Speedy charging is considered essential to getting more people interested in driving an electric car. But there is more to it than just hooking up a charger directly to a generating station and letting the electrons flow.
The truth is most of the electric cars on the road today are incapable of charging so quickly.
When a battery charges, it gets hot. All-electric cars have something called a battery management system. One of its tasks is controlling how fast the battery charges to prevent overheating.
Siemens, Porsche, and BMW formed a research group called FastCharge in 2016 with the mission to make EV charging faster.
Last week, a Porsche Taycan test vehicle plugged into a new ultra-fast 450 kW charger developed by the group and took on enough electricity to drive an extra 62 miles in just 3 minutes.

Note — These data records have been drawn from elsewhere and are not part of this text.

use crate::constants::GEO_INDEX_SUFFIX;
use anyhow::{Context, Result};
use serde::{Deserialize, Serialize};
use std::fs::File;
use std::io::{BufRead, BufReader, BufWriter, Write};
use std::path::{Path, PathBuf};

const SIDECAR_MAGIC: u32 = 0x4745_4f49; // "GEOI"
const SIDECAR_VERSION: u32 = 1;

/// One admitted populated place from the gazetteer.
#[derive(Debug, Clone, PartialEq, Serialize, Deserialize)]
pub struct Place {
    pub name: String,
    pub latitude: f64,
    pub longitude: f64,
    pub country: String,
    pub admin1: String,
    pub admin2: String,
    pub population: u64,
}

#[derive(Debug, Serialize, Deserialize)]
struct Sidecar {
    magic: u32,
    version: u32,
    places: Vec<Place>,
}

#[derive(Debug)]
pub struct LoadedGazetteer {
    pub places: Vec<Place>,
    /// Lines that failed to parse and were skipped.
    pub skipped_lines: u64,
}

/// Loads every populated place from a GeoNames-layout file, preferring the
/// binary sidecar when it is present and not older than the text file.
/// The sidecar holds all admitted places; population thresholds are
/// applied later at index build, so one sidecar serves any configuration.
pub fn load(path: &Path) -> Result<LoadedGazetteer> {
    let sidecar = sidecar_path(path);
    if sidecar_is_fresh(path, &sidecar) {
        match load_sidecar(&sidecar) {
            Ok(places) => {
                tracing::debug!(
                    "loaded {} places from sidecar {}",
                    places.len(),
                    sidecar.display()
                );
                return Ok(LoadedGazetteer {
                    places,
                    skipped_lines: 0,
                });
            }
            Err(err) => {
                tracing::warn!(
                    "ignoring unreadable gazetteer sidecar {}: {err:#}",
                    sidecar.display()
                );
            }
        }
    }

    let loaded = parse_tab_separated(path)?;
    if let Err(err) = write_sidecar(&sidecar, &loaded.places) {
        // The sidecar is purely a reload accelerator.
        tracing::warn!(
            "could not write gazetteer sidecar {}: {err:#}",
            sidecar.display()
        );
    }
    Ok(loaded)
}

pub fn sidecar_path(gazetteer: &Path) -> PathBuf {
    let mut name = gazetteer.as_os_str().to_os_string();
    name.push(".");
    name.push(GEO_INDEX_SUFFIX);
    PathBuf::from(name)
}

fn sidecar_is_fresh(gazetteer: &Path, sidecar: &Path) -> bool {
    let Ok(sidecar_meta) = std::fs::metadata(sidecar) else {
        return false;
    };
    let Ok(source_meta) = std::fs::metadata(gazetteer) else {
        return false;
    };
    match (sidecar_meta.modified(), source_meta.modified()) {
        (Ok(sidecar_time), Ok(source_time)) => sidecar_time >= source_time,
        _ => false,
    }
}

/// GeoNames tab-separated layout: 0=id, 1=name, 4=lat, 5=lon,
/// 6=featureClass, 8=country, 10=admin1, 11=admin2, 14=population.
/// Only feature class "P" (populated place) is admitted. Malformed lines
/// are counted and skipped; no line aborts the load.
fn parse_tab_separated(path: &Path) -> Result<LoadedGazetteer> {
    let file = File::open(path)
        .with_context(|| format!("failed to open gazetteer: {}", path.display()))?;
    let reader = BufReader::new(file);

    let mut places = Vec::new();
    let mut skipped = 0u64;

    for line in reader.lines() {
        let line = match line {
            Ok(line) => line,
            Err(_) => {
                skipped += 1;
                continue;
            }
        };
        match parse_line(&line) {
            LineResult::Admitted(place) => places.push(place),
            LineResult::NotPopulatedPlace => {}
            LineResult::Malformed => skipped += 1,
        }
    }

    if skipped > 0 {
        tracing::warn!(
            "skipped {skipped} malformed gazetteer lines in {}",
            path.display()
        );
    }
    tracing::debug!("parsed {} populated places from {}", places.len(), path.display());

    Ok(LoadedGazetteer {
        places,
        skipped_lines: skipped,
    })
}

enum LineResult {
    Admitted(Place),
    NotPopulatedPlace,
    Malformed,
}

fn parse_line(line: &str) -> LineResult {
    if line.is_empty() {
        return LineResult::Malformed;
    }
    let columns: Vec<&str> = line.split('\t').collect();
    if columns.len() < 15 {
        return LineResult::Malformed;
    }
    if columns[6] != "P" {
        return LineResult::NotPopulatedPlace;
    }

    let name = columns[1].trim();
    if name.is_empty() {
        return LineResult::Malformed;
    }
    let (Ok(latitude), Ok(longitude)) = (columns[4].parse::<f64>(), columns[5].parse::<f64>())
    else {
        return LineResult::Malformed;
    };
    if !(-90.0..=90.0).contains(&latitude) || !(-180.0..=180.0).contains(&longitude) {
        return LineResult::Malformed;
    }

    // Empty population cells are common and mean "unknown"; treat as zero.
    let population = columns[14].trim().parse::<u64>().unwrap_or(0);

    LineResult::Admitted(Place {
        name: name.to_string(),
        latitude,
        longitude,
        country: columns[8].trim().to_string(),
        admin1: columns[10].trim().to_string(),
        admin2: columns[11].trim().to_string(),
        population,
    })
}

fn load_sidecar(path: &Path) -> Result<Vec<Place>> {
    let file = File::open(path)
        .with_context(|| format!("failed to open sidecar: {}", path.display()))?;
    let sidecar: Sidecar = bincode::deserialize_from(BufReader::new(file))
        .with_context(|| format!("failed to decode sidecar: {}", path.display()))?;
    if sidecar.magic != SIDECAR_MAGIC || sidecar.version != SIDECAR_VERSION {
        anyhow::bail!("sidecar has unknown format: {}", path.display());
    }
    Ok(sidecar.places)
}

fn write_sidecar(path: &Path, places: &[Place]) -> Result<()> {
    let parent = path
        .parent()
        .with_context(|| format!("sidecar path has no parent: {}", path.display()))?;
    let temp = tempfile::NamedTempFile::new_in(parent)
        .with_context(|| format!("failed to create temp sidecar in {}", parent.display()))?;

    let sidecar = Sidecar {
        magic: SIDECAR_MAGIC,
        version: SIDECAR_VERSION,
        places: places.to_vec(),
    };
    let mut writer = BufWriter::new(temp.as_file());
    bincode::serialize_into(&mut writer, &sidecar)
        .with_context(|| format!("failed to encode sidecar: {}", path.display()))?;
    writer
        .flush()
        .with_context(|| format!("failed to flush sidecar: {}", path.display()))?;
    drop(writer);
    temp.as_file()
        .sync_all()
        .with_context(|| format!("failed to sync sidecar: {}", path.display()))?;
    temp.persist(path)
        .with_context(|| format!("failed to persist sidecar: {}", path.display()))?;
    Ok(())
}

#[cfg(test)]
mod tests {
    use super::*;
    use std::fs;
    use tempfile::tempdir;

    pub(crate) fn gazetteer_line(
        id: u32,
        name: &str,
        lat: f64,
        lon: f64,
        class: &str,
        country: &str,
        admin1: &str,
        admin2: &str,
        population: u64,
    ) -> String {
        format!(
            "{id}\t{name}\t{name}\t\t{lat}\t{lon}\t{class}\tPPL\t{country}\t\t{admin1}\t{admin2}\t\t\t{population}\t\t\t\tEurope/Lisbon\t2024-01-01"
        )
    }

    #[test]
    fn parses_populated_places_only() {
        let temp = tempdir().expect("tempdir");
        let path = temp.path().join("allCountries.txt");
        let body = [
            gazetteer_line(1, "Lisbon", 38.71667, -9.13333, "P", "PT", "14", "1106", 517_802),
            gazetteer_line(2, "Tagus", 39.0, -8.0, "H", "PT", "", "", 0),
            gazetteer_line(3, "Porto", 41.14961, -8.61099, "P", "PT", "13", "1312", 237_591),
        ]
        .join("\n");
        fs::write(&path, body).expect("write");

        let loaded = load(&path).expect("load");
        assert_eq!(loaded.places.len(), 2);
        assert_eq!(loaded.skipped_lines, 0);
        assert_eq!(loaded.places[0].name, "Lisbon");
        assert_eq!(loaded.places[0].country, "PT");
        assert_eq!(loaded.places[0].admin2, "1106");
        assert_eq!(loaded.places[0].population, 517_802);
    }

    #[test]
    fn malformed_lines_are_counted_not_fatal() {
        let temp = tempdir().expect("tempdir");
        let path = temp.path().join("allCountries.txt");
        let body = [
            "garbage line without tabs".to_string(),
            gazetteer_line(1, "Lisbon", 38.71667, -9.13333, "P", "PT", "14", "1106", 517_802),
            "1\tshort\tline".to_string(),
            gazetteer_line(2, "BadLat", 999.0, 0.0, "P", "PT", "", "", 10),
        ]
        .join("\n");
        fs::write(&path, body).expect("write");

        let loaded = load(&path).expect("load");
        assert_eq!(loaded.places.len(), 1);
        assert_eq!(loaded.skipped_lines, 3);
    }

    #[test]
    fn empty_population_defaults_to_zero() {
        let line = "9\tHamlet\tHamlet\t\t1.0\t2.0\tP\tPPL\tFR\t\t\t\t\t\t\t\t\t\t\t2024-01-01";
        match parse_line(line) {
            LineResult::Admitted(place) => assert_eq!(place.population, 0),
            _ => panic!("line should be admitted"),
        }
    }

    #[test]
    fn sidecar_round_trip_and_reuse() {
        let temp = tempdir().expect("tempdir");
        let path = temp.path().join("allCountries.txt");
        fs::write(
            &path,
            gazetteer_line(1, "Lisbon", 38.71667, -9.13333, "P", "PT", "14", "1106", 517_802),
        )
        .expect("write");

        let first = load(&path).expect("first load");
        let sidecar = sidecar_path(&path);
        assert!(sidecar.exists(), "sidecar should be written");

        // Corrupt detection: the second load must come from the sidecar and
        // match the parsed data exactly.
        let second = load(&path).expect("second load");
        assert_eq!(first.places, second.places);
    }

    #[test]
    fn stale_sidecar_is_rebuilt() {
        let temp = tempdir().expect("tempdir");
        let path = temp.path().join("allCountries.txt");
        fs::write(
            &path,
            gazetteer_line(1, "Lisbon", 38.7, -9.1, "P", "PT", "14", "1106", 100),
        )
        .expect("write");
        let _ = load(&path).expect("initial load");

        // Make the source newer than the sidecar.
        fs::write(
            &path,
            [
                gazetteer_line(1, "Lisbon", 38.7, -9.1, "P", "PT", "14", "1106", 100),
                gazetteer_line(2, "Porto", 41.1, -8.6, "P", "PT", "13", "1312", 200),
            ]
            .join("\n"),
        )
        .expect("rewrite");
        let sidecar = sidecar_path(&path);
        let old = filetime::FileTime::from_unix_time(1_000_000, 0);
        filetime::set_file_mtime(&sidecar, old).expect("set mtime");

        let reloaded = load(&path).expect("reload");
        assert_eq!(reloaded.places.len(), 2);
    }
}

Using the same charger, a BMW i3 was able to get to an 80% state of charge in just 15 minutes.
The charger uses the CCS standard and is capable of charging at either 400 or 800 volts. It automatically detects which standard the car it is charging uses.
The problem is, there is exactly one such charger in the world and it is located in Germany. Electrify America has one charger in California capable of up to 350 kW of power.
A few ultra-high-power chargers in the world are hardly enough to move the EV revolution forward.
There is also the question of whether the electrical grid can handle lots of such high-power chargers at once.
So, which will come first, the cars capable of charging at 350 kW and up or a network of chargers that can deliver such high power? It will be years before we know the answer to that question.